## Exercise objective:
Scan the material below for the string "available", and copy every line where it shows up.

## Data records:
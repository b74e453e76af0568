//! Compute engines.
//!
//! Anything that can search for a nonce implements [`WorkEngine`]. The CPU
//! engine is always available; other backends plug in behind the same trait
//! and are raced by an [`EnginePool`].

use std::sync::atomic::{AtomicBool, Ordering};
use std::sync::{mpsc, Arc};
use std::thread;
use std::time::Duration;

use rand::Rng;
use tracing::debug;

use bpow_types::{WorkHash, WorkNonce};
use bpow_work::{WorkError, WorkGenerator};

use crate::WorkerError;

/// How often a race checks the caller's cancel flag.
const CANCEL_POLL: Duration = Duration::from_millis(5);

pub trait WorkEngine: Send + Sync {
    fn name(&self) -> &str;

    /// Search for a nonce meeting `threshold`. Must return
    /// [`WorkError::Cancelled`] promptly once `cancel` is set, if it honours
    /// the flag at all.
    fn generate(
        &self,
        hash: &WorkHash,
        threshold: u64,
        cancel: &AtomicBool,
    ) -> Result<WorkNonce, WorkError>;
}

/// Multi-threaded CPU search starting at a random nonce.
pub struct CpuEngine {
    generator: WorkGenerator,
    pool: Option<rayon::ThreadPool>,
}

impl CpuEngine {
    /// `threads = None` shares rayon's global pool.
    pub fn new(threads: Option<usize>) -> Result<Self, WorkerError> {
        let pool = match threads {
            Some(n) => Some(
                rayon::ThreadPoolBuilder::new()
                    .num_threads(n)
                    .thread_name(|i| format!("bpow-cpu-{i}"))
                    .build()
                    .map_err(|e| WorkerError::Engine(e.to_string()))?,
            ),
            None => None,
        };
        Ok(Self {
            generator: WorkGenerator,
            pool,
        })
    }

    pub fn threads(&self) -> usize {
        match &self.pool {
            Some(pool) => pool.current_num_threads(),
            None => rayon::current_num_threads(),
        }
    }
}

impl WorkEngine for CpuEngine {
    fn name(&self) -> &str {
        "cpu"
    }

    fn generate(
        &self,
        hash: &WorkHash,
        threshold: u64,
        cancel: &AtomicBool,
    ) -> Result<WorkNonce, WorkError> {
        let start: u64 = rand::thread_rng().gen();
        let search = || self.generator.generate_from(start, hash, threshold, cancel);
        match &self.pool {
            Some(pool) => pool.install(search),
            None => search(),
        }
    }
}

/// Races several engines; the first nonce wins and stops the others.
pub struct EnginePool {
    engines: Vec<Arc<dyn WorkEngine>>,
}

impl EnginePool {
    pub fn new(engines: Vec<Arc<dyn WorkEngine>>) -> Result<Self, WorkerError> {
        if engines.is_empty() {
            return Err(WorkerError::Engine("no compute engine available".into()));
        }
        Ok(Self { engines })
    }

    /// A pool holding only the CPU engine.
    pub fn cpu(threads: Option<usize>) -> Result<Self, WorkerError> {
        Self::new(vec![Arc::new(CpuEngine::new(threads)?)])
    }

    pub fn names(&self) -> Vec<&str> {
        self.engines.iter().map(|e| e.name()).collect()
    }

    pub fn len(&self) -> usize {
        self.engines.len()
    }

    pub fn is_empty(&self) -> bool {
        self.engines.is_empty()
    }

    fn race(
        &self,
        hash: &WorkHash,
        threshold: u64,
        cancel: &AtomicBool,
    ) -> Result<WorkNonce, WorkError> {
        let stop = AtomicBool::new(false);
        let (tx, rx) = mpsc::channel();

        thread::scope(|scope| {
            for engine in &self.engines {
                let tx = tx.clone();
                let stop = &stop;
                scope.spawn(move || {
                    let outcome = engine.generate(hash, threshold, stop);
                    if let Err(e) = &outcome {
                        debug!(engine = engine.name(), error = %e, "engine gave up");
                    }
                    let _ = tx.send(outcome);
                });
            }
            drop(tx);

            // Forward the caller's cancellation into the race.
            scope.spawn(|| {
                while !stop.load(Ordering::Relaxed) {
                    if cancel.load(Ordering::Relaxed) {
                        stop.store(true, Ordering::Relaxed);
                        return;
                    }
                    thread::sleep(CANCEL_POLL);
                }
            });

            let mut failure = WorkError::Cancelled;
            let mut winner = None;
            for outcome in rx.iter() {
                match outcome {
                    Ok(nonce) => {
                        winner = Some(nonce);
                        break;
                    }
                    Err(e) => failure = e,
                }
            }
            stop.store(true, Ordering::Relaxed);
            winner.ok_or(failure)
        })
    }
}

impl WorkEngine for EnginePool {
    fn name(&self) -> &str {
        "pool"
    }

    fn generate(
        &self,
        hash: &WorkHash,
        threshold: u64,
        cancel: &AtomicBool,
    ) -> Result<WorkNonce, WorkError> {
        match self.engines.as_slice() {
            [only] => only.generate(hash, threshold, cancel),
            _ => self.race(hash, threshold, cancel),
        }
    }
}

## Answer to this task:
//! engine is always available; other backends plug in behind the same trait
            return Err(WorkerError::Engine("no compute engine available".into()));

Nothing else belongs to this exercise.